ENTRIES SUPPLIED section start

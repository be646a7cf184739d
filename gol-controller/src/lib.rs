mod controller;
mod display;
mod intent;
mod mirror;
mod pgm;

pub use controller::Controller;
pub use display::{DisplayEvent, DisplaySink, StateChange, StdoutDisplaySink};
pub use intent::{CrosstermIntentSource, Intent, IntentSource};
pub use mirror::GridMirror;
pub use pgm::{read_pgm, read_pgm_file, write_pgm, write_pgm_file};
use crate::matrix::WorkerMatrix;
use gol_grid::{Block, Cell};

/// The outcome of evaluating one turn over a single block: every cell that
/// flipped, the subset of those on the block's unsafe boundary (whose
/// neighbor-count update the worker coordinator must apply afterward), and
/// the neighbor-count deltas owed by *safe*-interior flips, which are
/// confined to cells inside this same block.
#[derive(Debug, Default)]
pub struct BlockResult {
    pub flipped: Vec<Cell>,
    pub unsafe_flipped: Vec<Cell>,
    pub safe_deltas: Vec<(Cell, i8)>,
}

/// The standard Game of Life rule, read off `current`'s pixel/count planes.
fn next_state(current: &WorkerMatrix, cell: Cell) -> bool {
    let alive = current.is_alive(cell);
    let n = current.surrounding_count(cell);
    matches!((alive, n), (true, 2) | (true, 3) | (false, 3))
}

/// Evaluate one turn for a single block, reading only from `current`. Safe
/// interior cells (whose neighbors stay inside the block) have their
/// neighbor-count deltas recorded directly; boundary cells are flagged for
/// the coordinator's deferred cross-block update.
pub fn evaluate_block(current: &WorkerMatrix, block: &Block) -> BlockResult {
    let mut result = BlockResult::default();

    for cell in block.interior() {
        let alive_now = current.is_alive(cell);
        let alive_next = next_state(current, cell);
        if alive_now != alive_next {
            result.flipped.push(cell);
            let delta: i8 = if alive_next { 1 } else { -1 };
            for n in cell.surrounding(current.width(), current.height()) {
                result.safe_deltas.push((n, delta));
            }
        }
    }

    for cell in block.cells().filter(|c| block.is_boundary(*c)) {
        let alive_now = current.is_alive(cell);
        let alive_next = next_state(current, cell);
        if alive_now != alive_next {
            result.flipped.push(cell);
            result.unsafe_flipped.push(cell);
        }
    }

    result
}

ENTRIES SUPPLIED section end
ENTRIES SUPPLIED section start

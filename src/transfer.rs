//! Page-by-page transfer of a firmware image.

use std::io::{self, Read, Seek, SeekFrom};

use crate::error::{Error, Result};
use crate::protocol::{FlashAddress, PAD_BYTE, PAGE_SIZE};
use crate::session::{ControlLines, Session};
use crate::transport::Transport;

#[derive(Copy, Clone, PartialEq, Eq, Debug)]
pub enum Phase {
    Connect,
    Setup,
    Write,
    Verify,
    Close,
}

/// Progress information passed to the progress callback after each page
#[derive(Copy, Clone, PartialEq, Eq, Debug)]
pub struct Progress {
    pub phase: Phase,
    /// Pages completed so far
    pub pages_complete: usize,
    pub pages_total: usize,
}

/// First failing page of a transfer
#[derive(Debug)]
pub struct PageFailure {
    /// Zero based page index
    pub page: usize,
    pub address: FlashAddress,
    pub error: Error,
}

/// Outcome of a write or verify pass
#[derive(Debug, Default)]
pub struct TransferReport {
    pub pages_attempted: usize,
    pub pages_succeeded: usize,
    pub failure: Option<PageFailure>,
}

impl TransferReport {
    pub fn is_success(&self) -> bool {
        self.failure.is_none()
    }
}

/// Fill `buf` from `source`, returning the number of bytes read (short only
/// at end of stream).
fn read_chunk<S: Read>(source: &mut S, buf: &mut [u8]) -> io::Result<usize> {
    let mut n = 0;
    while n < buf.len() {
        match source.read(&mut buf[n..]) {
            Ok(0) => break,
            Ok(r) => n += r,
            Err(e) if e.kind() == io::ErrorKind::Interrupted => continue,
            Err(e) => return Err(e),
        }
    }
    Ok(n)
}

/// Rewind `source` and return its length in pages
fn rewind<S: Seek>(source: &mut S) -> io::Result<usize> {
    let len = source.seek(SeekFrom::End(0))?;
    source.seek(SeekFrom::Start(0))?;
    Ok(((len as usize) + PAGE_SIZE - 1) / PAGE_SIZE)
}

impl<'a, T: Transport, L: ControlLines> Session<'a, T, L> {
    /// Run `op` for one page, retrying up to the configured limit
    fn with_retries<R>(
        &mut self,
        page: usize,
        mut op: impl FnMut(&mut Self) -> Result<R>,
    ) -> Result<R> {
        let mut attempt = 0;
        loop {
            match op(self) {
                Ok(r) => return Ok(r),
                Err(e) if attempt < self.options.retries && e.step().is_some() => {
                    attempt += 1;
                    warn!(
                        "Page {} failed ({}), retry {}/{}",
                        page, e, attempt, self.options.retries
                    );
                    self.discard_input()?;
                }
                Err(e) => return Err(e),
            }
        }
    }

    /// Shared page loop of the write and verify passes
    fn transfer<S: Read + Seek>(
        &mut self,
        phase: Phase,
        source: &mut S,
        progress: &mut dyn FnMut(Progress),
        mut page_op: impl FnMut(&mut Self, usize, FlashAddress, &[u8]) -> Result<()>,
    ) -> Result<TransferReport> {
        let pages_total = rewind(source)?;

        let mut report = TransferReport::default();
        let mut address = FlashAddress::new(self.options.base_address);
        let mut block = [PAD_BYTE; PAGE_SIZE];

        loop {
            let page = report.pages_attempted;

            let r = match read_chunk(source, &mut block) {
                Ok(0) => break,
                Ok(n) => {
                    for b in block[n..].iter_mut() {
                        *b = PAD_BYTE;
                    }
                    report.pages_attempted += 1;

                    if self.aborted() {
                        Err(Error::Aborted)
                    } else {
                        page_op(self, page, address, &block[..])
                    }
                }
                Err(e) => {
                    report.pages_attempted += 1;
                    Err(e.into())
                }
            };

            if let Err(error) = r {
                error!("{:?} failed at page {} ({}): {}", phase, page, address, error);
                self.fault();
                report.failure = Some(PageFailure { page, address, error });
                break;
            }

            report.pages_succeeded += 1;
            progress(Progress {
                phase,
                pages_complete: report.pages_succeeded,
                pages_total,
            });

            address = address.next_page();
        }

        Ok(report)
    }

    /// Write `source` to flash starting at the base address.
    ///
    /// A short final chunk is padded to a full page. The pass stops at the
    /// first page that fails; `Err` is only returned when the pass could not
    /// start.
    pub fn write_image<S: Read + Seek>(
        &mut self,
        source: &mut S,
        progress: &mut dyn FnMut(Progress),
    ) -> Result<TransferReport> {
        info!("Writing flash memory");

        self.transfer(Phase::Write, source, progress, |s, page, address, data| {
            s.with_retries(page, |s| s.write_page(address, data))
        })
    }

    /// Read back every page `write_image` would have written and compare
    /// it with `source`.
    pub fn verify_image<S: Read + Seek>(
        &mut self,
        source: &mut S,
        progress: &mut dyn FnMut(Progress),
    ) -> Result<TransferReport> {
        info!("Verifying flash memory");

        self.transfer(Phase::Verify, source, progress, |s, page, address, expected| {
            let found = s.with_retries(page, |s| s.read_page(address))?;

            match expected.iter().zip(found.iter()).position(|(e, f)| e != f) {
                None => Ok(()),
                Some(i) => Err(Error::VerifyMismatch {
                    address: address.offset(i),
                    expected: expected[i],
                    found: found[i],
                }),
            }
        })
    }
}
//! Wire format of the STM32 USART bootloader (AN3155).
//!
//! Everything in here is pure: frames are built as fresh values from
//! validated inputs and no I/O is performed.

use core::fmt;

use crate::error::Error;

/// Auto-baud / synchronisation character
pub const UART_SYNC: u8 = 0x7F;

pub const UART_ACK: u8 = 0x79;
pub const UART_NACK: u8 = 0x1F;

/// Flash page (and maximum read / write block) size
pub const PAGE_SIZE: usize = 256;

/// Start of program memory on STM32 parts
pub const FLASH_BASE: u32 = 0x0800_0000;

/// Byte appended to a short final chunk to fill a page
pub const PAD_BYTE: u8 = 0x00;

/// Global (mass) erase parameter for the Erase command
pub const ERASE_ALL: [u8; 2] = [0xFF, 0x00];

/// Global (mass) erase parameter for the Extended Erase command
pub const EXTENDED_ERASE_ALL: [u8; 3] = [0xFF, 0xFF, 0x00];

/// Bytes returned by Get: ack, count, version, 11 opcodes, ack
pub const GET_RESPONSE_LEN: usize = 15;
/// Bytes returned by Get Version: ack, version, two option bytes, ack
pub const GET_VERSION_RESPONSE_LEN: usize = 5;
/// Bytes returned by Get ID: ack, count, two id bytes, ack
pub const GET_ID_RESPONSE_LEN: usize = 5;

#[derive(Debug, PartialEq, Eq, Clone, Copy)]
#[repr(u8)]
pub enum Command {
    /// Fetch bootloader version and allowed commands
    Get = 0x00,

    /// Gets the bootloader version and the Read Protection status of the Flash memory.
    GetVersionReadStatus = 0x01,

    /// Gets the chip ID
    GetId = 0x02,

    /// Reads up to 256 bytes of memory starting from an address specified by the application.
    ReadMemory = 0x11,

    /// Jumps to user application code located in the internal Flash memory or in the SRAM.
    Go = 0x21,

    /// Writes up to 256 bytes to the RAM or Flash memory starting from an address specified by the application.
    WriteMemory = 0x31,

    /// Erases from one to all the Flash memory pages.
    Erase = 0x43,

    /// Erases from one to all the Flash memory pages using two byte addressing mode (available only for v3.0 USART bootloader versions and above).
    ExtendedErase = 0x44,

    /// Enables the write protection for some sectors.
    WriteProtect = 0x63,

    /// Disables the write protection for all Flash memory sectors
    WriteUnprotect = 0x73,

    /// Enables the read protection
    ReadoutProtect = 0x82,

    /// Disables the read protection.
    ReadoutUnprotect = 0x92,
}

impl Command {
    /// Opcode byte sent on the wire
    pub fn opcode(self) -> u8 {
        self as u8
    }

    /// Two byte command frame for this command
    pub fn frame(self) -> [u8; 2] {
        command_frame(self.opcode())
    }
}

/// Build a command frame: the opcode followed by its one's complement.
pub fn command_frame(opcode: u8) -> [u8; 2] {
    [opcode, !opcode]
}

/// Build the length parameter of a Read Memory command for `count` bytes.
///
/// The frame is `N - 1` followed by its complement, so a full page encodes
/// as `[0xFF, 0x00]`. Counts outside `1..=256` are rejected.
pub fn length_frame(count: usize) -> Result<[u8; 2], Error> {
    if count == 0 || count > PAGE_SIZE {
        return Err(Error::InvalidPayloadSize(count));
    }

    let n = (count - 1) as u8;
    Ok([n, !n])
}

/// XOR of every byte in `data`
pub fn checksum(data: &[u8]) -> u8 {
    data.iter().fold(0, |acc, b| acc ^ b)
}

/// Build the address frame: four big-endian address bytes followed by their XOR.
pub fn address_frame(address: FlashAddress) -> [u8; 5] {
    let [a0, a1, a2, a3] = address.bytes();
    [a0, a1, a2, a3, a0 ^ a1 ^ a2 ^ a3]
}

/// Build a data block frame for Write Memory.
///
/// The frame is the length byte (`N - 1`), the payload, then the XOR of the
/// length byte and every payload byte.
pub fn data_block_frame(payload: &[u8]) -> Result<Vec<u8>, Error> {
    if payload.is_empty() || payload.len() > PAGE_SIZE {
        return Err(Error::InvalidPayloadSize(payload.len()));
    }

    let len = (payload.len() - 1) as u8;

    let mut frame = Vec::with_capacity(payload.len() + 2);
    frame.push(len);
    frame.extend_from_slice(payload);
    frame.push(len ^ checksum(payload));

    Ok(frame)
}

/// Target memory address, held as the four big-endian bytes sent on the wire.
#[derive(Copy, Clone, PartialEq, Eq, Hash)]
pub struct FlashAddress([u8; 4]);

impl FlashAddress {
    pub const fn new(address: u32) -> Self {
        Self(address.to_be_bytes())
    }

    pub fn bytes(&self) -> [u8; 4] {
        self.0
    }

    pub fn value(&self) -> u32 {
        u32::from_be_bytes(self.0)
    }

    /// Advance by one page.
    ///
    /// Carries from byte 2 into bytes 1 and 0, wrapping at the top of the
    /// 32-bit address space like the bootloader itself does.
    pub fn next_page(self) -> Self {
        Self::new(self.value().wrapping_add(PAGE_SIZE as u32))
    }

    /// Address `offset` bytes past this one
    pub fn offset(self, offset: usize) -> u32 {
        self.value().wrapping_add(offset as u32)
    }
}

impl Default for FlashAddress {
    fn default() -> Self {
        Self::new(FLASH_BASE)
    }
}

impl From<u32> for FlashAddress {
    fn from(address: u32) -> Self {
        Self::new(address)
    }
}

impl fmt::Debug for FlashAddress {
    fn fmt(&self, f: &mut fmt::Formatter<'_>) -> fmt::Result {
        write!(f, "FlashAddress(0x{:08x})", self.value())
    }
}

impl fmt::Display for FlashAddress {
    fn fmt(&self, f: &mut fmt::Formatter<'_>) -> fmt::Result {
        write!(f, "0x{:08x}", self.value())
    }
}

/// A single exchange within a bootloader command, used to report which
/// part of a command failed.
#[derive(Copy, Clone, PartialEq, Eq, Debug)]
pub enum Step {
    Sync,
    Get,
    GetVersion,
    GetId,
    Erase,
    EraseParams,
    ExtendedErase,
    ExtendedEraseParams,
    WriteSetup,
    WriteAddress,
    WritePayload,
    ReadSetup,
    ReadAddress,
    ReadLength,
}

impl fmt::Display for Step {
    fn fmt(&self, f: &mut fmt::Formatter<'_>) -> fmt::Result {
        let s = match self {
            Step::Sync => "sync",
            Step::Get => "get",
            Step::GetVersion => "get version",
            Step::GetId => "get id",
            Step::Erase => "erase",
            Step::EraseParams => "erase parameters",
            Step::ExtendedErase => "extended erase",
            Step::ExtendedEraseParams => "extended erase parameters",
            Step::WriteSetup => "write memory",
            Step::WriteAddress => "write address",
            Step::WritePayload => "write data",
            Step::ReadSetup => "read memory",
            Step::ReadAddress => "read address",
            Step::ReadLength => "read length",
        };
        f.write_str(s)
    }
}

ENTRIES SUPPLIED section end

Find every line in the records that has the word "followed". Copy those lines.

RESPONSE AREA ->
/// Build a command frame: the opcode followed by its one's complement.
/// The frame is `N - 1` followed by its complement, so a full page encodes
/// Build the address frame: four big-endian address bytes followed by their XOR.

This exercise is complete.